McLaren F1チーム(マクラーレン)は、2018シーズンの「Formula1(F1)グランプリ」全21戦で、各サーキットとマクラーレンの本拠地(英国)の技術チームをつなぐネットワークに、NTTコミュニケーションズ(NTT Com)のSDx技術を導入。レースを支えるテレメトリーデータの伝送に活用する。
McLaren F1チーム(以下、マクラーレン)は、2018年3月23日から開幕する2018シーズンの「Formula1(F1)グランプリ」全21戦で、各サーキットと英国ロンドン郊外にあるマクラーレン・テクノロジー・センター(MTC)を結ぶネットワーク(トラックサイドネットワーク)に、NTTコミュニケーションズ(NTT Com)のSDx技術を導入する。
各サーキットとMTCに、SDx技術を活用した広帯域ネットワーク(SD-WAN)環境を構築して、NFV(Network Function Virtualization)基盤とSD-Exchangeを介して接続。テレメトリーデータを安全かつ迅速、効率的に送受信し、レース中の高度な戦略立案を支えるネットワークとして活用する。
テレメトリーデータとは、サーキットの気象情報や、レース車両に搭載したセンサーやカメラが取得するエンジン回転数、ブレーキ圧、燃料残量、タイヤ空気圧、走行状態の映像などのデータのこと。データ量は1レース当たり約100GBにも及び、サーキットのピットガレージとMTCの技術チーム間でリアルタイムに共有し、レースマネジメントなどに活用される。
SD-WANは、既存のVPN回線や、サーキットで各チームが敷設するインターネット回線(補完回線)を柔軟に組み合わせることができるため、帯域拡張と優先順位に応じた効率的なデータ伝送が可能になるという。

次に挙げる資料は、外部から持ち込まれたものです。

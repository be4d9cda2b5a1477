use std::sync::atomic::{AtomicBool, Ordering};
use std::sync::Arc;

use mesh_types::MsgId;
use parking_lot::Mutex;
use tokio::sync::oneshot;

/// The tagged union `onceAny()` resolves to: the next reply, a terminal
/// error, or cancellation — whichever comes first.
#[derive(Clone, Debug)]
pub enum GetEvent<T> {
    Reply(T),
    Error(String),
    Cancel,
}

type ReplyCallback<T> = Box<dyn Fn(&T) + Send + Sync>;
type CancelCallback = Box<dyn FnOnce() + Send>;

struct Inner<T> {
    msg_id: MsgId,
    reply_callbacks: Mutex<Vec<ReplyCallback<T>>>,
    cancel_callback: Mutex<Option<CancelCallback>>,
    once_waiters: Mutex<Vec<oneshot::Sender<GetEvent<T>>>>,
    cancelled: AtomicBool,
}

/// The consumer's handle to an in-flight fetch/store/etc. call.
pub struct GetResponse<T> {
    inner: Arc<Inner<T>>,
}

/// The producer's handle to the same call, held by the `StorageClient`
/// implementation so it can push replies, surface errors, or cancel.
pub struct GetResponseSource<T> {
    inner: Arc<Inner<T>>,
}

impl<T> Clone for GetResponseSource<T> {
    fn clone(&self) -> Self {
        Self { inner: self.inner.clone() }
    }
}

/// Creates a linked `(GetResponse, GetResponseSource)` pair correlated by
/// `msg_id`.
pub fn channel<T>(msg_id: MsgId) -> (GetResponse<T>, GetResponseSource<T>) {
    let inner = Arc::new(Inner {
        msg_id,
        reply_callbacks: Mutex::new(Vec::new()),
        cancel_callback: Mutex::new(None),
        once_waiters: Mutex::new(Vec::new()),
        cancelled: AtomicBool::new(false),
    });
    (
        GetResponse { inner: inner.clone() },
        GetResponseSource { inner },
    )
}

impl<T: Clone + Send + 'static> GetResponse<T> {
    pub fn get_msg_id(&self) -> &MsgId {
        &self.inner.msg_id
    }

    /// Registers `cb` to run for every subsequent reply chunk (streaming
    /// fetches deliver more than one).
    pub fn on_reply(&self, cb: impl Fn(&T) + Send + Sync + 'static) {
        self.inner.reply_callbacks.lock().push(Box::new(cb));
    }

    /// Invoked exactly once, on transport-level termination.
    pub fn on_cancel(&self, cb: impl FnOnce() + Send + 'static) {
        if self.inner.cancelled.load(Ordering::SeqCst) {
            cb();
            return;
        }
        *self.inner.cancel_callback.lock() = Some(Box::new(cb));
    }

    /// Resolves on the next reply, error, or cancellation after this call.
    pub async fn once_any(&self) -> GetEvent<T> {
        let (tx, rx) = oneshot::channel();
        self.inner.once_waiters.lock().push(tx);
        rx.await.unwrap_or(GetEvent::Cancel)
    }

    pub fn is_cancelled(&self) -> bool {
        self.inner.cancelled.load(Ordering::SeqCst)
    }
}

impl<T: Clone + Send + 'static> GetResponseSource<T> {
    pub fn get_msg_id(&self) -> &MsgId {
        &self.inner.msg_id
    }

    /// `onReply` observers run on the next scheduler tick, never on this
    /// call's own stack, so a callback that turns around and calls
    /// `onReply`/`cancel` again can't re-enter `deliver_reply` (§5).
    pub fn deliver_reply(&self, value: T) {
        if self.inner.cancelled.load(Ordering::SeqCst) {
            return;
        }
        for waiter in self.inner.once_waiters.lock().drain(..) {
            let _ = waiter.send(GetEvent::Reply(value.clone()));
        }
        let inner = self.inner.clone();
        tokio::spawn(async move {
            for cb in inner.reply_callbacks.lock().iter() {
                cb(&value);
            }
        });
    }

    pub fn deliver_error(&self, reason: impl Into<String>) {
        if self.inner.cancelled.load(Ordering::SeqCst) {
            return;
        }
        let reason = reason.into();
        for waiter in self.inner.once_waiters.lock().drain(..) {
            let _ = waiter.send(GetEvent::Error(reason.clone()));
        }
    }

    /// Idempotent: the cancel callback fires and pending `onceAny` waiters
    /// resolve exactly once even if called more than once.
    pub fn cancel(&self) {
        if self.inner.cancelled.swap(true, Ordering::SeqCst) {
            return;
        }
        for waiter in self.inner.once_waiters.lock().drain(..) {
            let _ = waiter.send(GetEvent::Cancel);
        }
        if let Some(cb) = self.inner.cancel_callback.lock().take() {
            cb();
        }
    }
}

さらに、従来はVPN回線経由で接続していたピットガレージのインターネット回線やパドックのゲスト用Wi-Fi回線などを補完回線経由に変更し、重要なデータをVPN回線で優先的に送信できるようにする。4Kや8Kなどの高解像度・高精細な大容量動画データを利用する場合には、それらを補完回線に振り分けることで、VPN回線が逼迫(ひっぱく)し、重要データがパケットロスすることを回避させる。
NFV基盤は、ネットワーク機器の機能を汎用サーバの仮想化基盤上でソフトウェア(仮想マシン)として実装するネットワーク仮想化基盤で、WANの高速化を図るWANアクセラレーター機能や、複数セキュリティ機能を統合管理する機能UTM(Unified Threat Management)、Web経由の攻撃を防御するWebプロキシ機能などを提供。これにより、SD-WAN上のセキュアで迅速な通信を実現する。また、NFV基盤は、ネットワーク環境の構築や撤去の稼働を簡略化できるため、時間とコストの削減が見込める。
各サーキットとマクラーレンの本拠地間通信を結ぶSD-Exchangeは、NTT Comのグローバルな高帯域インフラを経由するため、通常のインターネット接続時と比べて大容量データを高速に伝送できるという。
なお、マクラーレンとNTT Comは、今回の導入に先立ち、2017年10月に開催された「Formula 1日本グランプリ」のトラックサイドネットワークに同様のネットワークを導入し、三重県の鈴鹿サーキットとMTC間でテレメトリーデータの送受信を実施。伝送速度や品質の有用性を確認したことから、今回のF1グランプリ全21戦への導入に至った。